• _THE PROBLEM_
Search the material for "join" and copy each line in which it is found.
════════════════
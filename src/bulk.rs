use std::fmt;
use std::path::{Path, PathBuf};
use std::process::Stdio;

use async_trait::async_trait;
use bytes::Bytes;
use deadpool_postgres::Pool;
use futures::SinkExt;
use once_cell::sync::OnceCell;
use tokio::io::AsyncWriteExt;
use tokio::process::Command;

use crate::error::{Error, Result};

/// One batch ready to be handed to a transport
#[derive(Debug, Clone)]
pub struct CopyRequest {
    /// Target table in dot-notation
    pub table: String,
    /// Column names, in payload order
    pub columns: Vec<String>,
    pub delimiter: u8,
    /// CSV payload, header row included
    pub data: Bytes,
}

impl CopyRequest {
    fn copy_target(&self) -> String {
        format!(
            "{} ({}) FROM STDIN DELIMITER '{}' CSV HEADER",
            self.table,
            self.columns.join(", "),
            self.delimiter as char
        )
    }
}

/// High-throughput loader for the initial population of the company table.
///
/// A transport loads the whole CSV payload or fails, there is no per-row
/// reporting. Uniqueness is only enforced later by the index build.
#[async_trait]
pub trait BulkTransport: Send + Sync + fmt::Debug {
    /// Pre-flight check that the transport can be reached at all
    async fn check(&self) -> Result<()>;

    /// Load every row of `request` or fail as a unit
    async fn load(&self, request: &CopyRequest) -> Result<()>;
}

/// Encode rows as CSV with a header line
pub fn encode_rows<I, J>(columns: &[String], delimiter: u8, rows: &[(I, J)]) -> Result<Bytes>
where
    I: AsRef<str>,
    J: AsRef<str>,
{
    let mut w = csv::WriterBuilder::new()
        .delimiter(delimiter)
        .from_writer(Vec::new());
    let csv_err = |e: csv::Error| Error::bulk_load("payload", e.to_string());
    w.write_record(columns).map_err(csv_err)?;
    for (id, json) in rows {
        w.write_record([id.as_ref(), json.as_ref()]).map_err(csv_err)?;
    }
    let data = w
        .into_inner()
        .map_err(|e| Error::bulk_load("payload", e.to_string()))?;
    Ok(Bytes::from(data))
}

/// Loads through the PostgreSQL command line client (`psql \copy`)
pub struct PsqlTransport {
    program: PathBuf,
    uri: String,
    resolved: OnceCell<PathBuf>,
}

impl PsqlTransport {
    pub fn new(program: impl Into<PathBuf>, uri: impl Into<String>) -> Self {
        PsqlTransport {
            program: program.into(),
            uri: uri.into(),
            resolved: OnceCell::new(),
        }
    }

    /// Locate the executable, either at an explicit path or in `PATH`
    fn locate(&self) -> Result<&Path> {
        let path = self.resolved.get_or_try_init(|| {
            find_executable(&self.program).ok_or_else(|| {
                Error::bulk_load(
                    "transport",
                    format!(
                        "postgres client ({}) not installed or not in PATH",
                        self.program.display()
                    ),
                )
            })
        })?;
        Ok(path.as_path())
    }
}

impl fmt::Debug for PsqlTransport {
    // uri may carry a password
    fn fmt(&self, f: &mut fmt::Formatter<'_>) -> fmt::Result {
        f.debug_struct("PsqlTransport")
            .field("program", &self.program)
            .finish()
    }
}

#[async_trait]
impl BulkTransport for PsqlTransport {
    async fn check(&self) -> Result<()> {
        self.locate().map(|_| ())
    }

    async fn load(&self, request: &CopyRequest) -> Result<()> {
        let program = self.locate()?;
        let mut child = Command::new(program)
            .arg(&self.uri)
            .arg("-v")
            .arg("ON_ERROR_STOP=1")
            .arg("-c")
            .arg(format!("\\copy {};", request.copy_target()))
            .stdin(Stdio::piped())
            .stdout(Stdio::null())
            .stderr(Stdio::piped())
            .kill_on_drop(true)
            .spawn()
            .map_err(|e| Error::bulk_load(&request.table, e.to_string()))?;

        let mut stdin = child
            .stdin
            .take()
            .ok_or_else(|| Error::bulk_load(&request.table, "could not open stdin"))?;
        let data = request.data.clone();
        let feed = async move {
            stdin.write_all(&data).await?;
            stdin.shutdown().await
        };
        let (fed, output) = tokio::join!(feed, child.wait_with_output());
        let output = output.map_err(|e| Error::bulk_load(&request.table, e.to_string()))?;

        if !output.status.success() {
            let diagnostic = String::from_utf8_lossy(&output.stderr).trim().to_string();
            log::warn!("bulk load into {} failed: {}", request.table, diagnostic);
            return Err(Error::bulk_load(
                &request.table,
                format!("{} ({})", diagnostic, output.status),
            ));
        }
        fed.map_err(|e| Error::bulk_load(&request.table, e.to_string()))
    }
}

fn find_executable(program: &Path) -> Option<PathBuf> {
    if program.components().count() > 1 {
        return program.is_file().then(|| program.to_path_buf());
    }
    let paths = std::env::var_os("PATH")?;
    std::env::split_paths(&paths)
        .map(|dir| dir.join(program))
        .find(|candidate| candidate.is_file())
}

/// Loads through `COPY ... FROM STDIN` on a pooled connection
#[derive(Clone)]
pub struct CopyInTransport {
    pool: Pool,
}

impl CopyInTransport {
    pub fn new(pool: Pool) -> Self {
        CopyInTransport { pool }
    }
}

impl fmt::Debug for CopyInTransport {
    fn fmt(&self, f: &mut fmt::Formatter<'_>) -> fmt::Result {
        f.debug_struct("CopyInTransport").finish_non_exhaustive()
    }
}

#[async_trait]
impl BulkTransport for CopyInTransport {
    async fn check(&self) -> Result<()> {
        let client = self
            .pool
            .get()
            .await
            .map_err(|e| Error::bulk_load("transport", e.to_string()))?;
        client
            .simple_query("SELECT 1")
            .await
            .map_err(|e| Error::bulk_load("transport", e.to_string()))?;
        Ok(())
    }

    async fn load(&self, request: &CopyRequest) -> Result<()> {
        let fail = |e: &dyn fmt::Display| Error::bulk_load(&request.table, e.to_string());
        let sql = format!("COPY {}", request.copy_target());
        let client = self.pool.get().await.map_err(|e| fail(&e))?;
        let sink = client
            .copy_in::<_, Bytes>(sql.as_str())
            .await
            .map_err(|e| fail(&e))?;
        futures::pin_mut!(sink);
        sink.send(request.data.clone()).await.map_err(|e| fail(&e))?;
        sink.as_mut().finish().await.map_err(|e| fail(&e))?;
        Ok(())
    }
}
════════════════
• _ANSWER TO THIS PROBLEM_
            self.columns.join(", "),
        let (fed, output) = tokio::join!(feed, child.wait_with_output());
        .map(|dir| dir.join(program))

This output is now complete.